Food safety requires more than slogans

A renewed FDA will want to acknowledge that “Food” is the first word in its name. If national leaders are serious about improving nutrition, reducing foodborne illness, evaluating food additives, and addressing exposures that may contribute to chronic disease, then the FDA’s food safety and nutrition mission requires more than slogans. It requires funding, inspectors, scientific staff, laboratory capacity, modern data systems, and transparent post-market review. Have we responded as quickly and efficiently to the current cyclosporiasis parasite outbreak as we could have, with the natural CDC and FDA partnership to protect the food supply of yore? Clear and predictable oversight of food and other non-pharmaceutical products is not a distraction from the agency’s medical product mission. It is central to the agency’s public health mandate.

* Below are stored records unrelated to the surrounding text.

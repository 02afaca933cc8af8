//! Cine API - REST server
//!
//! HTTP endpoints for browsing the catalog, adding movies and asking for
//! recommendations. Every body is a `success`-tagged envelope.

pub mod error;
pub mod handlers;
pub mod routes;
pub mod state;

use axum::{
    http::{header, HeaderValue, Method},
    routing::get,
    Router,
};
use handlers::{admin, health, movies, recommendations};
use state::AppState;
use std::sync::Arc;
use tower_http::{
    cors::{AllowOrigin, CorsLayer},
    trace::TraceLayer,
};
use utoipa::OpenApi;
use utoipa_swagger_ui::SwaggerUi;

#[derive(OpenApi)]
#[openapi(
    info(
        title = "Cine API",
        description = "Movie catalog and similarity recommendations"
    ),
    paths(
        health::health_check,
        health::system_status,
        movies::list_movies,
        movies::add_movie,
        movies::similar_movies,
        recommendations::recommend,
        admin::connection_test,
    ),
    components(schemas(
        cine_core::Movie,
        cine_core::MovieFields,
        cine_core::ScoredMatch,
        cine_core::SentinelDocument,
        cine_core::SystemStatus,
        error::ApiError,
        health::HealthResponse,
        health::StatusResponse,
        movies::MovieListResponse,
        movies::AddMovieRequest,
        movies::AddMovieResponse,
        movies::MatchesResponse,
        recommendations::RecommendationRequest,
        admin::ConnectionTestResponse,
    )),
    tags(
        (name = "health", description = "Liveness and collaborator status"),
        (name = "movies", description = "Movie catalog"),
        (name = "recommendations", description = "Similarity search"),
        (name = "admin", description = "Operational checks")
    )
)]
pub struct ApiDoc;

/// CORS policy; an empty origin list allows any origin
fn cors_layer(origins: &[String]) -> CorsLayer {
    if origins.is_empty() {
        return CorsLayer::permissive();
    }

    let origins: Vec<HeaderValue> = origins
        .iter()
        .filter_map(|origin| match origin.parse() {
            Ok(value) => Some(value),
            Err(_) => {
                tracing::warn!(%origin, "Ignoring invalid CORS origin");
                None
            }
        })
        .collect();

    CorsLayer::new()
        .allow_origin(AllowOrigin::list(origins))
        .allow_methods([Method::GET, Method::POST])
        .allow_headers([header::CONTENT_TYPE])
}

/// Build the application router
pub fn create_router(state: Arc<AppState>) -> Router {
    let cors = cors_layer(&state.config.server.cors_origins);

    Router::new()
        .route("/health", get(health::health_check))
        .route("/status", get(health::system_status))
        .nest("/api/v1", routes::api_routes())
        .with_state(state)
        .merge(SwaggerUi::new("/swagger-ui").url("/api-docs/openapi.json", ApiDoc::openapi()))
        .layer(TraceLayer::new_for_http())
        .layer(cors)
}

/// Router over the given collaborators with default configuration
#[cfg(any(test, feature = "test-utils"))]
pub fn create_router_with_context(context: cine_recommend::MovieContext) -> Router {
    let config = cine_core::AppConfig::default();
    create_router(Arc::new(AppState::new(config, context)))
}

/// Router backed by in-memory store, index and the offline embedder
#[cfg(any(test, feature = "test-utils"))]
pub fn create_router_for_testing() -> Router {
    let dimension = cine_core::AppConfig::default().database.vector_dimension;
    create_router_with_context(cine_recommend::MovieContext::in_memory(dimension))
}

This point is especially important for the Make America Healthy Again agenda. A serious prevention agenda should align naturally with a strong FDA. But that alignment will be credible only if it is grounded in high-quality science, public accountability, and sufficient resources. The agency was founded to protect the public from unsafe and misbranded products. That safety mission remains as important today as it was in the early 20th century, but the tools required to fulfill it have changed. Inspectors need modern systems. Regulators need access to timely and interoperable data. Post-market monitoring should be capable of detecting safety signals across drugs, devices, vaccines, foods, supplements, and digital technologies. Transparency should be the default, not an afterthought.

The next FDA Commissioner should therefore be committed to scientific rigor, regulatory predictability, and transparency. The central qualification should not be ideological alignment, personal celebrity, or hostility toward any category of regulated product. It should be the ability to lead a complex scientific agency with independence, humility, operational competence, and respect for evidence. The Commissioner must be able to communicate clearly with Congress, industry, patient groups, clinicians, scientists, and the public while defending the agency’s scientific integrity against political interference from any direction. 

Several unresolved cases still warrant timely, transparent resolution. Biohaven’s troriluzole for spinocerebellar ataxia stands out as one example. Despite three-year real-world evidence (RWE) data comparing the drug against a natural history cohort—which demonstrated a 50% to 70% slowing of disease progression and a significant reduction in falls—the agency issued a Complete Response Letter citing the systemic challenges inherent to external controls. Similarly, Sanofi’s tolebrutinib for non-relapsing secondary progressive multiple sclerosis, and Aldeyra Therapeutics’ reproxalap for ocular disease have each generated substantial concern among patients, clinicians, sponsors, or advocates. More broadly, reversing prior rejection decisions is not the same as completing the regulatory process. Where products had advanced through expedited pathways and sponsors had relied on prior FDA guidance, the agency should clarify whether additional evidence is required, explain the scientific basis for that requirement, and move decisively toward resolution.

But restoring trust will require more than revisiting a handful of controversial decisions. It will require rebuilding habits of institutional discipline: honoring prior regulatory commitments where scientifically appropriate; explaining departures from precedent; using advisory committees and external expertise constructively; expanding real-world evidence methods without abandoning rigor; modernizing IT; strengthening post-market surveillance; and adequately funding the inspectional and scientific workforce. A predictable FDA is not an easy FDA, but it is a fair FDA.